If Intel sticks with the naming pattern established with Arc Alchemist, we anticipate at least seeing an Arc B770 and B750 from the largest chip, and then the B380 from whatever ends up as the smallest chip. However, there’s an alternate rumor that says we could see a 48 Xe-core Battlemage GPU with a 384-bit memory interface and 24GB of VRAM. Large grains of salt are in order and we suspect — as indicated in the table — that the largest Battlemage GPU will stick with 32 Xe-cores.

Given the B580 lands about 10% ahead of the RTX 4060 overall based on our testing, the B770 with 60% more GPU cores and 33% more memory and bandwidth should be about 50% faster. That would potentially put it as high the RTX 4070 Super, maybe even the RTX 4070 Ti Super, based on our GPU benchmarks hierarchy. But again, drivers and support tend to be more of a wildcard with Intel and so some games may not run as well.

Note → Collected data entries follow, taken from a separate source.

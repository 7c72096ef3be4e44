use bytes::{Bytes, BytesMut};
use futures_util::StreamExt;
use std::sync::{Arc, Mutex};
use std::time::Duration;
use threat_hud_common::config::CameraConfig;
use threat_hud_common::frame::Frame;
use tokio::task::JoinHandle;
use tracing::{debug, info, warn};

use super::{decode_into, jpeg_dimensions, CaptureDevice, DeviceError, DeviceHandle};

const DEFAULT_BOUNDARY: &str = "frame";
const HEADER_END: &[u8] = b"\r\n\r\n";

/// Parse state for the MJPEG multipart stream.
enum ParseState {
    /// Looking for the boundary marker `--<boundary>\r\n`.
    SeekingBoundary,
    /// Found boundary, now looking for end of headers `\r\n\r\n`.
    SeekingHeaderEnd,
    /// Collecting JPEG bytes until the next boundary.
    CollectingJpeg,
}

/// Incremental splitter for `multipart/x-mixed-replace` JPEG streams.
pub struct MjpegParser {
    boundary: Vec<u8>,
    buffer: BytesMut,
    state: ParseState,
    jpeg_start: usize,
}

impl MjpegParser {
    pub fn new(boundary: &str) -> Self {
        let boundary = boundary.trim_start_matches("--");
        Self {
            boundary: format!("--{boundary}\r\n").into_bytes(),
            buffer: BytesMut::with_capacity(256 * 1024),
            state: ParseState::SeekingBoundary,
            jpeg_start: 0,
        }
    }

    /// Feed one chunk from the wire; returns every JPEG completed by it.
    pub fn push(&mut self, chunk: &[u8]) -> Vec<Bytes> {
        self.buffer.extend_from_slice(chunk);
        let marker_len = self.boundary.len();
        let mut frames = Vec::new();

        loop {
            match self.state {
                ParseState::SeekingBoundary => {
                    if let Some(pos) = find_subsequence(&self.buffer, &self.boundary) {
                        let _ = self.buffer.split_to(pos + marker_len);
                        self.state = ParseState::SeekingHeaderEnd;
                    } else {
                        // Keep the tail in case the boundary spans chunks
                        if self.buffer.len() > marker_len {
                            let _ = self.buffer.split_to(self.buffer.len() - marker_len);
                        }
                        break;
                    }
                }
                ParseState::SeekingHeaderEnd => {
                    if let Some(pos) = find_subsequence(&self.buffer, HEADER_END) {
                        let _ = self.buffer.split_to(pos + HEADER_END.len());
                        self.jpeg_start = 0;
                        self.state = ParseState::CollectingJpeg;
                    } else {
                        break;
                    }
                }
                ParseState::CollectingJpeg => {
                    let Some(pos) =
                        find_subsequence(&self.buffer[self.jpeg_start..], &self.boundary)
                    else {
                        // Don't rescan what we've already searched
                        self.jpeg_start = self.buffer.len().saturating_sub(marker_len);
                        break;
                    };
                    let jpeg_end = self.jpeg_start + pos;
                    let end = if self.buffer[..jpeg_end].ends_with(b"\r\n") {
                        jpeg_end - 2
                    } else {
                        jpeg_end
                    };

                    let mut part = self.buffer.split_to(jpeg_end + marker_len);
                    part.truncate(end);
                    if !part.is_empty() {
                        frames.push(part.freeze());
                    }
                    self.state = ParseState::SeekingHeaderEnd;
                }
            }
        }

        frames
    }
}

/// Extract the boundary parameter from a multipart content type.
fn boundary_from_content_type(content_type: &str) -> Option<String> {
    content_type.split(';').find_map(|param| {
        let (key, value) = param.trim().split_once('=')?;
        key.trim()
            .eq_ignore_ascii_case("boundary")
            .then(|| value.trim().trim_matches('"').to_string())
            .filter(|b| !b.is_empty())
    })
}

/// Find the position of `needle` in `haystack`.
fn find_subsequence(haystack: &[u8], needle: &[u8]) -> Option<usize> {
    haystack
        .windows(needle.len())
        .position(|window| window == needle)
}

/// Camera served as a continuous MJPEG stream over HTTP.
pub struct MjpegCamera {
    client: reqwest::Client,
    url: String,
}

impl MjpegCamera {
    pub fn new(config: &CameraConfig) -> Result<Self, DeviceError> {
        let client = reqwest::Client::builder()
            .connect_timeout(Duration::from_secs(config.connect_timeout_secs))
            .build()
            .map_err(|e| DeviceError::Unavailable(e.to_string()))?;
        Ok(Self {
            client,
            url: config.url.clone(),
        })
    }
}

impl CaptureDevice for MjpegCamera {
    type Handle = MjpegHandle;

    async fn acquire(&mut self) -> Result<MjpegHandle, DeviceError> {
        info!(url = self.url, "connecting to MJPEG stream");
        let response = self
            .client
            .get(&self.url)
            .send()
            .await
            .map_err(|e| DeviceError::Unavailable(e.to_string()))?;

        let status = response.status();
        if status == reqwest::StatusCode::UNAUTHORIZED || status == reqwest::StatusCode::FORBIDDEN
        {
            return Err(DeviceError::PermissionDenied(format!("HTTP {status}")));
        }
        if !status.is_success() {
            return Err(DeviceError::Unavailable(format!("HTTP {status}")));
        }

        let boundary = response
            .headers()
            .get(reqwest::header::CONTENT_TYPE)
            .and_then(|v| v.to_str().ok())
            .and_then(boundary_from_content_type)
            .unwrap_or_else(|| DEFAULT_BOUNDARY.to_string());
        info!(%status, boundary, "connected to MJPEG stream");

        let shared = Arc::new(Mutex::new(StreamState::default()));
        let reader = tokio::spawn(read_stream(response, boundary, Arc::clone(&shared)));
        Ok(MjpegHandle { shared, reader })
    }
}

#[derive(Default)]
struct StreamState {
    latest: Option<Bytes>,
    dimensions: Option<(u32, u32)>,
    frames_seen: u64,
    ended: bool,
}

/// Keeps only the newest JPEG; older ones are overwritten unread.
async fn read_stream(response: reqwest::Response, boundary: String, shared: Arc<Mutex<StreamState>>) {
    let mut parser = MjpegParser::new(&boundary);
    let mut byte_stream = response.bytes_stream();

    while let Some(chunk) = byte_stream.next().await {
        let chunk = match chunk {
            Ok(c) => c,
            Err(e) => {
                warn!(error = %e, "MJPEG stream error");
                break;
            }
        };
        for jpeg in parser.push(&chunk) {
            let dims = jpeg_dimensions(&jpeg);
            let Ok(mut state) = shared.lock() else {
                return;
            };
            if dims.is_some() && dims != state.dimensions {
                debug!(?dims, "MJPEG stream dimensions changed");
                state.dimensions = dims;
            }
            state.latest = Some(jpeg);
            state.frames_seen += 1;
        }
    }

    if let Ok(mut state) = shared.lock() {
        info!(frames = state.frames_seen, "MJPEG stream ended");
        state.ended = true;
    }
}

pub struct MjpegHandle {
    shared: Arc<Mutex<StreamState>>,
    reader: JoinHandle<()>,
}

impl DeviceHandle for MjpegHandle {
    fn dimensions(&self) -> Option<(u32, u32)> {
        self.shared.lock().ok().and_then(|s| s.dimensions)
    }

    fn is_ready(&self) -> bool {
        self.shared
            .lock()
            .map(|s| s.latest.is_some())
            .unwrap_or(false)
    }

    fn is_disconnected(&self) -> bool {
        self.shared.lock().map(|s| s.ended).unwrap_or(true)
    }

    async fn capture_frame(&mut self, frame: &mut Frame) -> Result<(), DeviceError> {
        let jpeg = {
            let state = self.shared.lock().map_err(|_| DeviceError::Disconnected)?;
            if state.ended {
                return Err(DeviceError::Disconnected);
            }
            state
                .latest
                .clone()
                .ok_or_else(|| DeviceError::BadFrame("no frame buffered".into()))?
        };
        decode_into(&jpeg, frame)
    }

    async fn release(self) {
        self.reader.abort();
        let _ = self.reader.await;
        let frames = self.shared.lock().map(|s| s.frames_seen).unwrap_or(0);
        debug!(frames, "MJPEG stream released");
    }
}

The middle-tier B750 on the other hand represents a lot of unknowns. Could it have 16GB of memory as well? Yes. Or Intel could disable one memory channel and give it 14GB — like the B570 has 10GB using the BMG-G21 GPU. And finally there’s the question of an even lower tier B380, which may or may not exist. The potential profits from sub-$150 GPUs has all but vanished these days.

We anticipate any remaining Battlemage GPUs will launch in 2025, and sooner rather than later would be prudent since Nvidia and AMD are also launching new GPUs, but we’ll have to wait and see what Intel can manage to put together.